I often read on this site where people have these problems. I think every relationship must have them from observation. I really wish I'd done differently in my marriage. High Drive, Low Drive etc. I'm not sure I buy it that many spouses who started with high drive in a relationship simply morph into low drive after a few years in marriage, unless it's a genuine bait and switch, which is probably quite rare. I prefer to think the best of people, and it's likely more productive to put work into the marriage before making bad judgements and/or writing it off. I theorise sexual issues usually show something about the dynamic between the couple and can be restored with the right approach. I hope so, anyway!

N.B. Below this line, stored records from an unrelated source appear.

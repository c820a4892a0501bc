//! Per-source programme store
//!
//! Each EPG source owns a dedicated SQLite file under
//! `DATA_DIR/epg_sources/<source_id>.db` — single writer, many readers.
//! Keeping programmes out of the main catalog keeps refreshes of one
//! source from blocking anything else.

use anyhow::Result;
use sqlx::sqlite::{SqliteConnectOptions, SqliteJournalMode, SqlitePoolOptions};
use sqlx::{Row, SqlitePool};
use std::path::Path;

use crate::models::ProgrammeRow;

/// Programme rows per insert transaction
pub const BATCH_SIZE: usize = 5_000;
/// IN-clause chunk size, SQLite bind-parameter limit minded
const QUERY_CHUNK: usize = 900;

pub struct ProgrammeStore {
    pool: SqlitePool,
}

impl ProgrammeStore {
    pub async fn open(dir: &Path, source_id: &str) -> Result<Self> {
        std::fs::create_dir_all(dir)?;
        let filename = dir.join(format!("{}.db", sanitize_source_id(source_id)));
        let options = SqliteConnectOptions::new()
            .filename(&filename)
            .create_if_missing(true)
            .journal_mode(SqliteJournalMode::Wal)
            .busy_timeout(std::time::Duration::from_secs(5));
        let pool = SqlitePoolOptions::new()
            .max_connections(4)
            .connect_with(options)
            .await?;
        let store = Self { pool };
        store.migrate().await?;
        Ok(store)
    }

    #[cfg(test)]
    pub async fn open_memory() -> Result<Self> {
        let pool = SqlitePoolOptions::new()
            .max_connections(1)
            .connect("sqlite::memory:")
            .await?;
        let store = Self { pool };
        store.migrate().await?;
        Ok(store)
    }

    async fn migrate(&self) -> Result<()> {
        let mut tx = self.pool.begin().await?;
        sqlx::query(
            "CREATE TABLE IF NOT EXISTS programmes (
                channel_id TEXT NOT NULL,
                start TEXT NOT NULL DEFAULT '',
                stop TEXT NOT NULL DEFAULT '',
                start_ts INTEGER NOT NULL,
                stop_ts INTEGER NOT NULL,
                title TEXT NOT NULL DEFAULT '',
                description TEXT NOT NULL DEFAULT '',
                sub_title TEXT NOT NULL DEFAULT '',
                categories TEXT NOT NULL DEFAULT '',
                episode_num TEXT NOT NULL DEFAULT '',
                rating TEXT NOT NULL DEFAULT '',
                icon TEXT NOT NULL DEFAULT '',
                extra_json TEXT NOT NULL DEFAULT ''
            )",
        )
        .execute(&mut *tx)
        .await?;
        for statement in [
            "CREATE INDEX IF NOT EXISTS idx_programmes_channel ON programmes(channel_id)",
            "CREATE INDEX IF NOT EXISTS idx_programmes_start ON programmes(start_ts)",
            "CREATE INDEX IF NOT EXISTS idx_programmes_stop ON programmes(stop_ts)",
        ] {
            sqlx::query(statement).execute(&mut *tx).await?;
        }
        tx.commit().await?;
        Ok(())
    }

    /// Batched inserts, [`BATCH_SIZE`] rows per transaction.
    pub async fn insert_batch(&self, rows: &[ProgrammeRow]) -> Result<usize> {
        let mut inserted = 0usize;
        for chunk in rows.chunks(BATCH_SIZE) {
            let mut tx = self.pool.begin().await?;
            for row in chunk {
                sqlx::query(
                    "INSERT INTO programmes
                        (channel_id, start, stop, start_ts, stop_ts, title, description,
                         sub_title, categories, episode_num, rating, icon, extra_json)
                     VALUES (?, ?, ?, ?, ?, ?, ?, ?, ?, ?, ?, ?, ?)",
                )
                .bind(&row.channel_id)
                .bind(&row.start)
                .bind(&row.stop)
                .bind(row.start_ts)
                .bind(row.stop_ts)
                .bind(&row.title)
                .bind(&row.description)
                .bind(&row.sub_title)
                .bind(&row.categories)
                .bind(&row.episode_num)
                .bind(&row.rating)
                .bind(&row.icon)
                .bind(&row.extra_json)
                .execute(&mut *tx)
                .await?;
                inserted += 1;
            }
            tx.commit().await?;
        }
        Ok(inserted)
    }

    /// Drop programmes that ended before `cutoff_ts` (retention sweep,
    /// same refresh that inserted the fresh rows).
    pub async fn delete_before(&self, cutoff_ts: i64) -> Result<u64> {
        let result = sqlx::query("DELETE FROM programmes WHERE stop_ts < ?")
            .bind(cutoff_ts)
            .execute(&self.pool)
            .await?;
        Ok(result.rows_affected())
    }

    pub async fn clear(&self) -> Result<()> {
        sqlx::query("DELETE FROM programmes")
            .execute(&self.pool)
            .await?;
        Ok(())
    }

    pub async fn count(&self) -> Result<i64> {
        Ok(sqlx::query_scalar("SELECT COUNT(*) FROM programmes")
            .fetch_one(&self.pool)
            .await?)
    }

    /// Programmes for the given channel ids overlapping the window,
    /// ordered by start time.
    pub async fn query_range(
        &self,
        channel_ids: &[String],
        from_ts: i64,
        to_ts: i64,
    ) -> Result<Vec<ProgrammeRow>> {
        let mut rows_out = Vec::new();
        for chunk in channel_ids.chunks(QUERY_CHUNK) {
            let placeholders = vec!["?"; chunk.len()].join(",");
            let sql = format!(
                "SELECT channel_id, start, stop, start_ts, stop_ts, title, description,
                        sub_title, categories, episode_num, rating, icon, extra_json
                 FROM programmes
                 WHERE channel_id IN ({placeholders}) AND stop_ts >= ? AND start_ts <= ?
                 ORDER BY channel_id, start_ts",
            );
            let mut query = sqlx::query(&sql);
            for id in chunk {
                query = query.bind(id);
            }
            let rows = query
                .bind(from_ts)
                .bind(to_ts)
                .fetch_all(&self.pool)
                .await?;
            for row in rows {
                rows_out.push(ProgrammeRow {
                    channel_id: row.get("channel_id"),
                    start: row.get("start"),
                    stop: row.get("stop"),
                    start_ts: row.get("start_ts"),
                    stop_ts: row.get("stop_ts"),
                    title: row.get("title"),
                    description: row.get("description"),
                    sub_title: row.get("sub_title"),
                    categories: row.get("categories"),
                    episode_num: row.get("episode_num"),
                    rating: row.get("rating"),
                    icon: row.get("icon"),
                    extra_json: row.get("extra_json"),
                });
            }
        }
        Ok(rows_out)
    }
}

/// File-system safe source ids; anything exotic maps to `_`.
fn sanitize_source_id(source_id: &str) -> String {
    source_id
        .chars()
        .map(|c| {
            if c.is_ascii_alphanumeric() || c == '-' || c == '_' || c == '.' {
                c
            } else {
                '_'
            }
        })
        .collect()
}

Best of luck! I hope you can find a way through this together without your anger becoming destructive to the relationship. Take a kickboxing class or something so you get your anger out before coming home and quietly seething at her. You're dead right - it's more harmful than helpful to your sex life to feel angry all the time and she'll sense it, driving the wedge in further. She is a lucky woman that you found this site, it's great advice you get here usually.


----------



## unbelievable (Aug 20, 2010)

As long as you both end up where you want to be, does it matter who plays navigator and who plays captain? Frustration comes from expecting "Y" but getting "X". If you could learn to expect "X" and be happy with it, your problem is solved. You are who you are and your wife is who she is. You both could modify a little but neither of you are likely to change your personalities. Maybe she's not 100% your idea of the dream woman, but if she's 75%, that's a win. No woman on earth is going to completely match your vision of the perfect wife and if one did, you probably would find you didn't like her. It's fine to not get what you want all the time. If you're getting what you need, you're ahead of most folks.


----------



## romantic_guy (Nov 8, 2011)

I could have written this post. We have been married for over 41 years (she was pregnant when we got married at 16 & 17). It bothered me for years. The thing is, she would rarely refuse sex when I initiated and she would usually have great orgasms. She just seemed ho-hum about it until we got started.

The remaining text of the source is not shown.